The interest rates offered by some SFBs are as follows.

SFB Name Fixed deposit tenure Interest rate (p.a.)
Suryoday SFB Above 2 years to 3 years 8.60%
Jana SFB Above 2 years to 3 years 8.50%
Equitas SFB 444 days 8.50%
Ujjivan SFB 80 weeks (560 days) 8.25%
AU SFB 24 months 1 day to 36 months 8.00%

(Source: Websites of above SFBs)

Note: The above interest rates are as of 26th November 2023.

To enjoy the benefits of the above high interest rates, consider investing some money in fixed deposits of either SFBs or other banks.

Corporate Bonds

In the above section, we saw how banks, particularly SFBs, are offering good interest rates. Currently, many corporates are offering even better interest rates on their bonds. You will come across some corporate bonds offering interest rates in the 8% to 12% p.a. range.
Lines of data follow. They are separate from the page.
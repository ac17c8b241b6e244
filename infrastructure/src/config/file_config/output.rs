//! Output configuration from TOML (`[output]` section)

use serde::{Deserialize, Serialize};
use swarm_domain::OutputFormat;

// Re-export OutputFormat from domain for convenience
pub use swarm_domain::OutputFormat as FileOutputFormat;

/// Raw output configuration from TOML
#[derive(Debug, Clone, PartialEq, Serialize, Deserialize)]
#[serde(default)]
pub struct FileOutputConfig {
    /// Output format (uses domain type)
    pub format: Option<OutputFormat>,
    /// Enable colored terminal output
    pub color: bool,
    /// Show a progress bar while responders work
    pub show_progress: bool,
}

impl Default for FileOutputConfig {
    fn default() -> Self {
        Self {
            format: None,
            color: true,
            show_progress: true,
        }
    }
}
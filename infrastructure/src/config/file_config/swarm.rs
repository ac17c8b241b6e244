//! Swarm execution settings from TOML (`[swarm]` section)
//!
//! Every field is optional; unset fields keep the built-in defaults.
//!
//! ```toml
//! [swarm]
//! min_responders = 2
//! max_responders = 5
//! agreement_threshold = 0.6
//! default_timeout_ms = 30000
//! ```

// Re-export the domain override type; it already has the file layout
pub use swarm_domain::SwarmConfigOverride as FileSwarmConfig;

#[cfg(test)]
mod tests {
    use super::super::FileConfig;

    #[test]
    fn test_partial_swarm_section() {
        let toml_str = r#"
[swarm]
agreement_threshold = 0.75
"#;
        let config: FileConfig = toml::from_str(toml_str).unwrap();
        assert_eq!(config.swarm.agreement_threshold, Some(0.75));
        assert!(config.swarm.min_responders.is_none());

        let swarm = config.to_swarm_config();
        assert_eq!(swarm.agreement_threshold, 0.75);
        assert_eq!(swarm.min_responders, 2);
    }

    #[test]
    fn test_out_of_range_values_are_kept_for_the_orchestrator_to_clamp() {
        let toml_str = r#"
[swarm]
default_timeout_ms = 10
"#;
        let config: FileConfig = toml::from_str(toml_str).unwrap();
        assert_eq!(config.to_swarm_config().default_timeout_ms, 10);
    }
}
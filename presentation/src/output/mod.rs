//! Output formatting for swarm results

pub mod console;
pub mod formatter;
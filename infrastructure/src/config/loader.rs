//! Configuration file loader with multi-source merging

use super::file_config::FileConfig;
use figment::{
    Figment,
    providers::{Env, Format, Serialized, Toml},
};
use std::path::{Path, PathBuf};
use thiserror::Error;
use tracing::debug;

const PROJECT_CONFIG_FILES: [&str; 2] = ["swarm.toml", ".swarm.toml"];

/// `SWARM_*` variables read into the `[swarm]` section
const ENV_PREFIX: &str = "SWARM_";
const ENV_KEYS: [&str; 4] = [
    "min_responders",
    "max_responders",
    "agreement_threshold",
    "default_timeout_ms",
];

/// Errors that can occur while loading configuration
#[derive(Error, Debug)]
pub enum ConfigLoadError {
    #[error("Config file not found: {0}")]
    NotFound(PathBuf),

    #[error("Invalid configuration: {0}")]
    Invalid(#[from] Box<figment::Error>),
}

/// Configuration loader that handles file discovery and merging
pub struct ConfigLoader;

impl ConfigLoader {
    /// Load configuration from all sources with proper priority
    ///
    /// Priority (highest to lowest):
    /// 1. Environment: `SWARM_MIN_RESPONDERS`, `SWARM_MAX_RESPONDERS`,
    ///    `SWARM_AGREEMENT_THRESHOLD`, `SWARM_DEFAULT_TIMEOUT_MS`
    /// 2. Explicit config path (if provided; must exist)
    /// 3. Project root: `./swarm.toml` or `./.swarm.toml`
    /// 4. XDG config: `$XDG_CONFIG_HOME/model-swarm/config.toml`
    /// 5. Default values
    pub fn load(config_path: Option<&Path>) -> Result<FileConfig, ConfigLoadError> {
        let mut figment = Figment::new().merge(Serialized::defaults(FileConfig::default()));

        if let Some(global_path) = Self::global_config_path()
            && global_path.exists()
        {
            debug!("Loading global config from {}", global_path.display());
            figment = figment.merge(Toml::file(&global_path));
        }

        if let Some(path) = Self::project_config_path() {
            debug!("Loading project config from {}", path.display());
            figment = figment.merge(Toml::file(&path));
        }

        if let Some(path) = config_path {
            if !path.exists() {
                return Err(ConfigLoadError::NotFound(path.to_path_buf()));
            }
            debug!("Loading config from {}", path.display());
            figment = figment.merge(Toml::file(path));
        }

        figment = figment.merge(
            Env::prefixed(ENV_PREFIX)
                .only(&ENV_KEYS)
                .map(|key| format!("swarm.{}", key.as_str().to_lowercase()).into()),
        );

        figment.extract().map_err(|e| ConfigLoadError::Invalid(Box::new(e)))
    }

    /// Load only default configuration (for --no-config)
    pub fn load_defaults() -> FileConfig {
        FileConfig::default()
    }

    /// Get the global config file path
    ///
    /// Returns XDG_CONFIG_HOME/model-swarm/config.toml if set,
    /// otherwise falls back to ~/.config/model-swarm/config.toml
    pub fn global_config_path() -> Option<PathBuf> {
        dirs::config_dir().map(|d| d.join("model-swarm").join("config.toml"))
    }

    /// Get the project-level config file path (if it exists)
    pub fn project_config_path() -> Option<PathBuf> {
        PROJECT_CONFIG_FILES
            .iter()
            .map(PathBuf::from)
            .find(|path| path.exists())
    }

    /// Print the config file locations being used (for debugging)
    pub fn print_config_sources() {
        println!("Configuration sources (in priority order):");

        println!("  [     ] Environment: SWARM_* variables");

        if let Some(path) = Self::project_config_path() {
            println!("  [FOUND] Project: {}", path.display());
        } else {
            println!("  [     ] Project: ./swarm.toml or ./.swarm.toml");
        }

        if let Some(path) = Self::global_config_path() {
            if path.exists() {
                println!("  [FOUND] Global:  {}", path.display());
            } else {
                println!("  [     ] Global:  {}", path.display());
            }
        }

        println!("  [     ] Default: built-in defaults");
    }
}
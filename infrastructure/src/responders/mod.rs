//! Responder adapters
//!
//! Each adapter knows how to reach one kind of backend. The
//! [`RoutingGateway`](routing::RoutingGateway) picks an adapter per profile.

pub mod routing;
pub mod simulated;

use async_trait::async_trait;
use swarm_application::ports::responder_gateway::{GatewayError, ResponderReply};
use swarm_domain::{Provider, ResponderProfile};

#[async_trait]
pub trait ResponderAdapter: Send + Sync {
    /// The provider this adapter serves, or `None` if it serves any
    fn provider(&self) -> Option<&Provider>;

    async fn invoke(
        &self,
        profile: &ResponderProfile,
        input: &str,
    ) -> Result<ResponderReply, GatewayError>;
}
However, before deciding to invest in corporate bonds, apart from the coupon rate, some of the factors that you should consider include:

a) Whether the bond is secured or unsecured

b) Credit rating

c) Liquidity (will the bond be listed on the stock exchanges)

d) Does it suit your risk profile

e) Bond tenure and whether it matches your investment tenure

You may invest in corporate bonds through SEBI-registered Online Bond Platform Providers (OBPP). Apart from investing in corporate bonds, you may consider investing in government bonds if you are looking for a safe option. As of 24th November 2023, the yield on the 10-year government bond is 7.27%.

Debt Mutual Funds

In the above section, we saw how you can invest in high-yielding bonds. However, if you are not sure which bond to invest in, you may go with debt funds. Debt mutual funds offer you the combination of current high accruals (due to high bond yields) and potential capital gains when interest rates go down in future.

Interest rates and bond prices have an inverse relationship. When interest rates move up, bond prices move down, and vice versa. In the future, interest rates are expected to drop, resulting in bond prices increasing. Hence, there is an opportunity to make capital gains.

The sensitivity of bond prices to interest rate movement depends on the bond tenure. Bonds with higher tenures are more sensitive to interest rate movements than bonds with lower tenures.

The choice of debt mutual funds for investment includes corporate bond funds, credit risk funds, gilt funds, funds based on duration (short, medium, long duration funds), dynamic bond funds, etc.

Government Small Savings Schemes

If you are looking for fixed-income products with the highest safety, consider Government Small Saving Schemes. The interest rates on these schemes for 1st October 2023 to 31st December 2023 are as follows.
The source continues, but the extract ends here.